Saved data entries
********
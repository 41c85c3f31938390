//! `quip` — prints short phrases generated from a text corpus.
//!
//! Thin wrapper over the `rs-quip-core` library crate.

use std::error::Error;
use std::path::PathBuf;
use std::process::ExitCode;
use std::sync::Arc;

use clap::Parser;
use env_logger::Env;
use log::{LevelFilter, info};
use rand::SeedableRng;
use rand::rngs::SmallRng;
use rs_quip_core::io::read_text;
use rs_quip_core::{LexiconTagger, NoTagger, PosTagger, QuipConfig, StartSeed, Theme};

/// Generates short quips from a corpus with a backoff n-gram model.
#[derive(Parser, Debug)]
#[command(version, about)]
struct Args {
    /// Corpus text file.
    corpus: PathBuf,

    /// TOML configuration file. Command-line flags override it.
    #[arg(long)]
    config: Option<PathBuf>,

    /// N-gram orders, e.g. `3,2,1`.
    #[arg(long, value_delimiter = ',')]
    orders: Option<Vec<usize>>,

    /// Minimum observations for a highest-order context to be kept.
    #[arg(long)]
    prune: Option<u64>,

    /// Number of quips to print.
    #[arg(long, short = 'n', default_value_t = 1)]
    count: usize,

    /// Quips per line.
    #[arg(long, default_value_t = 1)]
    sentences: usize,

    #[arg(long)]
    min_words: Option<usize>,

    #[arg(long)]
    max_words: Option<usize>,

    #[arg(long)]
    temperature: Option<f64>,

    /// statement, question or exclaim.
    #[arg(long)]
    theme: Option<Theme>,

    /// Words to open every quip with.
    #[arg(long)]
    start: Option<String>,

    /// Part-of-speech lexicon (`word<TAB>Tag,Tag` per line).
    #[arg(long)]
    lexicon: Option<PathBuf>,

    /// Chance for each tagged word to be swapped for another of its kind.
    #[arg(long)]
    swap: Option<f64>,

    /// PRNG seed for reproducible output.
    #[arg(long)]
    seed: Option<u64>,

    /// Reuse (or write) a `.bin` snapshot next to the corpus.
    #[arg(long)]
    cache: bool,

    /// Print model statistics instead of quips.
    #[arg(long)]
    stats: bool,

    /// More log output (-v debug, -vv trace).
    #[arg(short, long, action = clap::ArgAction::Count)]
    verbose: u8,
}

fn main() -> ExitCode {
    let args = Args::parse();
    init_logging(args.verbose);

    match run(&args) {
        Ok(()) => ExitCode::SUCCESS,
        Err(e) => {
            eprintln!("error: {e}");
            ExitCode::FAILURE
        }
    }
}

fn run(args: &Args) -> Result<(), Box<dyn Error>> {
    let mut config = match &args.config {
        Some(path) => QuipConfig::load(path)?,
        None => QuipConfig::default(),
    };
    if let Some(orders) = &args.orders {
        config.build.orders = orders.clone();
    }
    if let Some(prune) = args.prune {
        config.build.prune_threshold = prune;
    }

    let tagger: Arc<dyn PosTagger + Send + Sync> = match &args.lexicon {
        Some(path) => Arc::new(LexiconTagger::load(path)?),
        None => Arc::new(NoTagger),
    };

    let builder = config.builder()?.with_tagger(&*tagger);
    let model = if args.cache {
        builder.load_or_build(&args.corpus)?
    } else {
        builder.build(&read_text(&args.corpus)?)?
    };

    if args.stats {
        let stats = model.stats();
        println!("tokens: {}", stats.tokens);
        println!("prune threshold: {}", stats.prune_threshold);
        for (order, keys, starts) in stats.chains {
            println!("order {order}: {keys} keys, {starts} start keys");
        }
        return Ok(());
    }

    let mut params = config.generation.clone();
    if let Some(min_words) = args.min_words {
        params.min_words = min_words;
    }
    if let Some(max_words) = args.max_words {
        params.max_words = max_words;
    }
    if let Some(temperature) = args.temperature {
        params.set_temperature(temperature)?;
    }
    if let Some(swap) = args.swap {
        params.set_pos_swap_probability(swap)?;
    }
    if let Some(theme) = args.theme {
        params.theme = theme;
    }
    if let Some(start) = &args.start {
        params.start_seed = StartSeed::Custom(start.clone());
    }
    params.validate()?;

    let mut rng = match args.seed {
        Some(seed) => SmallRng::seed_from_u64(seed),
        None => SmallRng::from_os_rng(),
    };
    let mut generator = config.generator().with_tagger(tagger.clone());

    info!("generating {} line(s) of {} quip(s)", args.count, args.sentences);
    for _ in 0..args.count {
        println!("{}", generator.generate_paragraph(&model, &params, args.sentences.max(1), &mut rng));
    }

    Ok(())
}

fn init_logging(verbose: u8) {
    let mut builder = env_logger::Builder::from_env(Env::default().default_filter_or("warn"));
    match verbose {
        0 => {}
        1 => {
            builder.filter_level(LevelFilter::Debug);
        }
        _ => {
            builder.filter_level(LevelFilter::Trace);
        }
    }
    let _ = builder.try_init();
}
use serde::{Deserialize, Serialize};

/// Characters that close a sentence when they trail a chunk.
const SENTENCE_TERMINALS: [char; 3] = ['.', '!', '?'];

/// Substrings that mark a chunk as a URL, an email or a handle.
pub const DEFAULT_BLOCKED_SUBSTRINGS: [&str; 4] = ["http", "www", ".com", "@"];

/// A normalized corpus word.
///
/// `text` is lowercase and never starts or ends with a non-alphabetic
/// character. `ends_sentence` is set when the chunk it came from (or a
/// discarded chunk right after it) carried terminal punctuation.
#[derive(Serialize, Deserialize, Clone, Debug, PartialEq, Eq)]
pub struct Token {
	pub text: String,
	pub ends_sentence: bool,
}

impl Token {
	pub fn new(text: &str, ends_sentence: bool) -> Self {
		Self { text: text.to_owned(), ends_sentence }
	}
}

/// Turns raw corpus text into a cleaned token stream.
///
/// # Rules (per whitespace-delimited chunk)
/// - lowercase, then strip leading/trailing non-alphabetic characters
/// - drop the result if it is shorter than two characters, holds a numeral,
///   or contains one of the blocked substrings
/// - a chunk ending in `.`, `!` or `?` (possibly followed by quotes or
///   brackets) flags the last emitted token as ending a sentence
///
/// Tokenization is pure: identical input always yields identical output.
#[derive(Clone, Debug)]
pub struct Tokenizer {
	blocked: Vec<String>,
}

impl Default for Tokenizer {
	fn default() -> Self {
		Self::new(DEFAULT_BLOCKED_SUBSTRINGS.iter().map(|s| (*s).to_owned()).collect())
	}
}

impl Tokenizer {
	/// Creates a tokenizer with a custom block list (matched lowercase).
	pub fn new(blocked: Vec<String>) -> Self {
		Self {
			blocked: blocked.into_iter().map(|s| s.to_lowercase()).collect(),
		}
	}

	/// Lowercased block list.
	pub fn blocked(&self) -> &[String] {
		&self.blocked
	}

	pub fn tokenize(&self, text: &str) -> Vec<Token> {
		let mut tokens: Vec<Token> = Vec::new();

		for chunk in text.split_whitespace() {
			let lower = chunk.to_lowercase();
			let terminal = ends_with_terminal(&lower);

			let cleaned = lower.trim_matches(|c: char| !c.is_alphabetic());
			if self.accepts(cleaned) {
				tokens.push(Token::new(cleaned, false));
			}

			if terminal {
				if let Some(last) = tokens.last_mut() {
					last.ends_sentence = true;
				}
			}
		}

		tokens
	}

	fn accepts(&self, word: &str) -> bool {
		word.chars().count() >= 2
			&& !word.chars().any(char::is_numeric)
			&& !self.blocked.iter().any(|b| word.contains(b.as_str()))
	}
}

/// Looks at the non-alphanumeric tail of a chunk (`sat.`, `ran!")`) for
/// a sentence terminal.
fn ends_with_terminal(chunk: &str) -> bool {
	chunk
		.chars()
		.rev()
		.take_while(|c| !c.is_alphanumeric())
		.any(|c| SENTENCE_TERMINALS.contains(&c))
}

#[cfg(test)]
mod tests {
	use super::*;

	fn texts(tokens: &[Token]) -> Vec<&str> {
		tokens.iter().map(|t| t.text.as_str()).collect()
	}

	#[test]
	fn lowercases_and_strips_edges() {
		let tokens = Tokenizer::default().tokenize("\"Hello,\" (World) --Trust--");
		assert_eq!(texts(&tokens), vec!["hello", "world", "trust"]);
	}

	#[test]
	fn flags_sentence_ends() {
		let tokens = Tokenizer::default().tokenize("The cat sat. The dog ran!\nWhy?");
		let flags: Vec<bool> = tokens.iter().map(|t| t.ends_sentence).collect();
		assert_eq!(flags, vec![false, false, true, false, false, true, true]);
	}

	#[test]
	fn terminal_behind_closing_quote() {
		let tokens = Tokenizer::default().tokenize("he said \"enough.\" then left");
		assert!(tokens[2].ends_sentence);
		assert!(!tokens[3].ends_sentence);
	}

	#[test]
	fn dropped_chunk_marks_preceding_token() {
		let tokens = Tokenizer::default().tokenize("it was in 1841. later on");
		assert_eq!(texts(&tokens), vec!["it", "was", "in", "later", "on"]);
		assert!(tokens[2].ends_sentence);
	}

	#[test]
	fn standalone_punctuation_marks_preceding_token() {
		let tokens = Tokenizer::default().tokenize("trust thyself . every heart");
		assert!(tokens[1].ends_sentence);
		assert_eq!(tokens.len(), 4);
	}

	#[test]
	fn filters_short_digits_and_blocked() {
		let text = "a I ok r2d2 http://x.org www.site mail@host.net shop.com fine";
		let tokens = Tokenizer::default().tokenize(text);
		assert_eq!(texts(&tokens), vec!["ok", "fine"]);
	}

	#[test]
	fn drops_any_numeral() {
		let tokens = Tokenizer::default().tokenize("a٣b pa²ge plain");
		assert_eq!(texts(&tokens), vec!["plain"]);
	}

	#[test]
	fn custom_block_list() {
		let tokenizer = Tokenizer::new(vec!["FOO".to_owned()]);
		let tokens = tokenizer.tokenize("food bar http");
		assert_eq!(texts(&tokens), vec!["bar", "http"]);
	}

	#[test]
	fn keeps_inner_apostrophes() {
		let tokens = Tokenizer::default().tokenize("Don't 'quote'");
		assert_eq!(texts(&tokens), vec!["don't", "quote"]);
	}

	#[test]
	fn empty_and_blank_input() {
		assert!(Tokenizer::default().tokenize("").is_empty());
		assert!(Tokenizer::default().tokenize("  \n\t 42 ! ").is_empty());
	}
}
********
» **Work request**: Please reproduce, exactly as they appear above, the lines from the line containing "#[arg(long, value_delimiter = ',')]" up to and including the line containing "let model = if".

» **Answer section**:
    #[arg(long, value_delimiter = ',')]
    orders: Option<Vec<usize>>,

    /// Minimum observations for a highest-order context to be kept.
    #[arg(long)]
    prune: Option<u64>,

    /// Number of quips to print.
    #[arg(long, short = 'n', default_value_t = 1)]
    count: usize,

    /// Quips per line.
    #[arg(long, default_value_t = 1)]
    sentences: usize,

    #[arg(long)]
    min_words: Option<usize>,

    #[arg(long)]
    max_words: Option<usize>,

    #[arg(long)]
    temperature: Option<f64>,

    /// statement, question or exclaim.
    #[arg(long)]
    theme: Option<Theme>,

    /// Words to open every quip with.
    #[arg(long)]
    start: Option<String>,

    /// Part-of-speech lexicon (`word<TAB>Tag,Tag` per line).
    #[arg(long)]
    lexicon: Option<PathBuf>,

    /// Chance for each tagged word to be swapped for another of its kind.
    #[arg(long)]
    swap: Option<f64>,

    /// PRNG seed for reproducible output.
    #[arg(long)]
    seed: Option<u64>,

    /// Reuse (or write) a `.bin` snapshot next to the corpus.
    #[arg(long)]
    cache: bool,

    /// Print model statistics instead of quips.
    #[arg(long)]
    stats: bool,

    /// More log output (-v debug, -vv trace).
    #[arg(short, long, action = clap::ArgAction::Count)]
    verbose: u8,
}

fn main() -> ExitCode {
    let args = Args::parse();
    init_logging(args.verbose);

    match run(&args) {
        Ok(()) => ExitCode::SUCCESS,
        Err(e) => {
            eprintln!("error: {e}");
            ExitCode::FAILURE
        }
    }
}

fn run(args: &Args) -> Result<(), Box<dyn Error>> {
    let mut config = match &args.config {
        Some(path) => QuipConfig::load(path)?,
        None => QuipConfig::default(),
    };
    if let Some(orders) = &args.orders {
        config.build.orders = orders.clone();
    }
    if let Some(prune) = args.prune {
        config.build.prune_threshold = prune;
    }

    let tagger: Arc<dyn PosTagger + Send + Sync> = match &args.lexicon {
        Some(path) => Arc::new(LexiconTagger::load(path)?),
        None => Arc::new(NoTagger),
    };

    let builder = config.builder()?.with_tagger(&*tagger);
    let model = if args.cache {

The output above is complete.